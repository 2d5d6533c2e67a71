//! Adenosine triphosphate: purine base, ribose, triphosphate tail.

use std::f32::consts::TAU;

use glam::Vec3;

use super::{outward, ring_center};
use crate::geometry::construct::{
    branch, chain, fused_ring, radial_substituent, ring, seeded_ring,
    RingWalk,
};
use crate::geometry::{AtomId, Element, MoleculeGroup};

const RING_BOND: f32 = 1.35;
const RIBOSE_RADIUS: f32 = 1.3;
const GLYCOSIDIC_BOND: f32 = 1.45;

/// Pyrimidine half of adenine in walk order: C4, C5, C6, N1, C2, N3.
const PYRIMIDINE: [Element; 6] = [
    Element::C,
    Element::C,
    Element::C,
    Element::N,
    Element::C,
    Element::N,
];

/// Imidazole half in walk order: C5, C4, N9, C8, N7.
const IMIDAZOLE: [Element; 5] =
    [Element::C, Element::C, Element::N, Element::C, Element::N];

/// Purine skeleton: the pyrimidine ring and the imidazole fused onto its
/// C4-C5 edge.
fn purine_rings(group: &mut MoleculeGroup) -> [Vec<AtomId>; 2] {
    let six = RingWalk::hexagon(Vec3::Z, 0.0).with_elements(&PYRIMIDINE);
    let five = RingWalk::pentagon(Vec3::Z, 0.0).with_elements(&IMIDAZOLE);

    let pyrimidine =
        seeded_ring(group, [Vec3::ZERO, Vec3::X * RING_BOND], &six);
    let imidazole = fused_ring(group, [pyrimidine[1], pyrimidine[0]], &five);
    [pyrimidine, imidazole]
}

/// Adenine; returns N9, the glycosidic nitrogen, and the imidazole
/// center.
fn adenine(group: &mut MoleculeGroup) -> (AtomId, Vec3) {
    let [pyrimidine, imidazole] = purine_rings(group);

    // 6-amino group on C6.
    let six_center = ring_center(group, &pyrimidine);
    let _ = radial_substituent(group, six_center, pyrimidine[2], Element::N, 1.35);

    (imidazole[2], ring_center(group, &imidazole))
}

/// Ribose ring oriented so C1' points back at `n9`; returns the ring ids
/// (O4', C1', C2', C3', C4') and center.
fn ribose(
    group: &mut MoleculeGroup,
    n9: AtomId,
    base_center: Vec3,
) -> (Vec<AtomId>, Vec3) {
    let away = outward(group, base_center, n9);
    let center =
        group.position(n9) + away * (GLYCOSIDIC_BOND + RIBOSE_RADIUS);
    let toward_base = -away;
    let start_angle = toward_base.y.atan2(toward_base.x) - TAU / 5.0;
    let ids = ring(
        group,
        center,
        RIBOSE_RADIUS,
        &[Element::O, Element::C, Element::C, Element::C, Element::C],
        start_angle,
    );
    group.add_bond(n9, ids[1]);

    // 2'- and 3'-hydroxyls below and above the ring plane.
    for (&carbon, tilt) in ids[2..4].iter().zip([-0.5, 0.5]) {
        let dir = outward(group, center, carbon);
        let _ = branch(group, carbon, &[(Element::O, dir * 1.0 + Vec3::Z * tilt)]);
    }
    (ids, center)
}

/// Alternating bridge/phosphorus chain from C5' with non-bridging
/// oxygens on each phosphorus.
fn triphosphate(group: &mut MoleculeGroup, c5: AtomId, away: Vec3) {
    let side = Vec3::Z.cross(away).normalize_or_zero();
    let step = |k: usize| {
        let zig = if k % 2 == 0 { side * 0.5 } else { -side * 0.5 };
        away * 1.3 + zig
    };
    let links: Vec<(Element, Vec3)> = [
        Element::O,
        Element::P,
        Element::O,
        Element::P,
        Element::O,
        Element::P,
    ]
    .into_iter()
    .enumerate()
    .map(|(k, element)| (element, step(k)))
    .collect();
    let tail = chain(group, c5, links);

    for (k, &atom) in tail.iter().enumerate() {
        if group.atom(atom).map(|a| a.element) != Some(Element::P) {
            continue;
        }
        let mut oxygens = vec![
            (Element::O, Vec3::Z * 1.4),
            (Element::O, -Vec3::Z * 1.4),
        ];
        if k + 1 == tail.len() {
            // Terminal γ-phosphate carries a third oxygen.
            oxygens.push((Element::O, away * 1.4));
        }
        let _ = branch(group, atom, &oxygens);
    }
}

/// ATP: adenine N9 glycosidically bonded to ribose C1', triphosphate
/// on C5'.
#[must_use]
pub fn atp() -> MoleculeGroup {
    let mut group = MoleculeGroup::new("atp");
    let (n9, base_center) = adenine(&mut group);
    let (sugar, sugar_center) = ribose(&mut group, n9, base_center);

    let c4 = sugar[4];
    let c5 = radial_substituent(&mut group, sugar_center, c4, Element::C, 1.4);
    let away = outward(&group, sugar_center, c5);
    triphosphate(&mut group, c5, away);
    group
}

#[cfg(test)]
mod tests {
    use super::*;

    #[test]
    fn atp_composition() {
        let group = atp();
        let count = |element| {
            group.atoms().iter().filter(|a| a.element == element).count()
        };
        assert_eq!(count(Element::C), 10);
        assert_eq!(count(Element::N), 5);
        assert_eq!(count(Element::P), 3);
        // ribose O4', 2'-OH, 3'-OH + 3 bridging + 7 non-bridging.
        assert_eq!(count(Element::O), 13);
        assert!(group.validate().is_empty());
    }

    #[test]
    fn purine_rings_share_c4_c5_edge() {
        let mut group = MoleculeGroup::new("purine");
        let [pyrimidine, imidazole] = purine_rings(&mut group);
        assert_eq!((pyrimidine.len(), imidazole.len()), (6, 5));
        assert_eq!(&imidazole[..2], &[pyrimidine[1], pyrimidine[0]]);
        // 6 + 3 atoms, 6 + 4 ring bonds.
        assert_eq!(group.atom_count(), 9);
        assert_eq!(group.bond_count(), 10);
        assert!(group.validate().is_empty());
    }

    #[test]
    fn glycosidic_bond_links_base_to_sugar() {
        let group = atp();
        let lengths: Vec<f32> = group
            .bonds()
            .iter()
            .filter(|b| {
                let start = group.find_atom_at(b.start).and_then(|id| group.atom(id));
                let end = group.find_atom_at(b.end).and_then(|id| group.atom(id));
                matches!(
                    (start.map(|a| a.element), end.map(|a| a.element)),
                    (Some(Element::N), Some(Element::C))
                ) && b.length() > 1.44
            })
            .map(|b| b.length())
            .collect();
        assert_eq!(lengths.len(), 1);
        assert!((lengths[0] - GLYCOSIDIC_BOND).abs() < 1e-3);
    }
}
//! Camera system for viewing a single molecule.
//!
//! The molecule rotates about its origin while the camera stays on the +Z
//! axis; only the [`ViewTransform`] changes in response to input.

/// Model rotation and camera distance.
pub mod controller;
/// Perspective camera and projection helpers.
pub mod core;

pub use controller::ViewTransform;
pub use self::core::Camera;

==*==

▶ _Exercise directions_
Using the entries above, give back exactly the line containing "let six_center = ring_center(group, &pyrimidine);", the line containing "let away = outward(group, base_center, n9);", and every line between them, and nothing else.

▶ _Exercise answer_
    let six_center = ring_center(group, &pyrimidine);
    let _ = radial_substituent(group, six_center, pyrimidine[2], Element::N, 1.35);

    (imidazole[2], ring_center(group, &imidazole))
}

/// Ribose ring oriented so C1' points back at `n9`; returns the ring ids
/// (O4', C1', C2', C3', C4') and center.
fn ribose(
    group: &mut MoleculeGroup,
    n9: AtomId,
    base_center: Vec3,
) -> (Vec<AtomId>, Vec3) {
    let away = outward(group, base_center, n9);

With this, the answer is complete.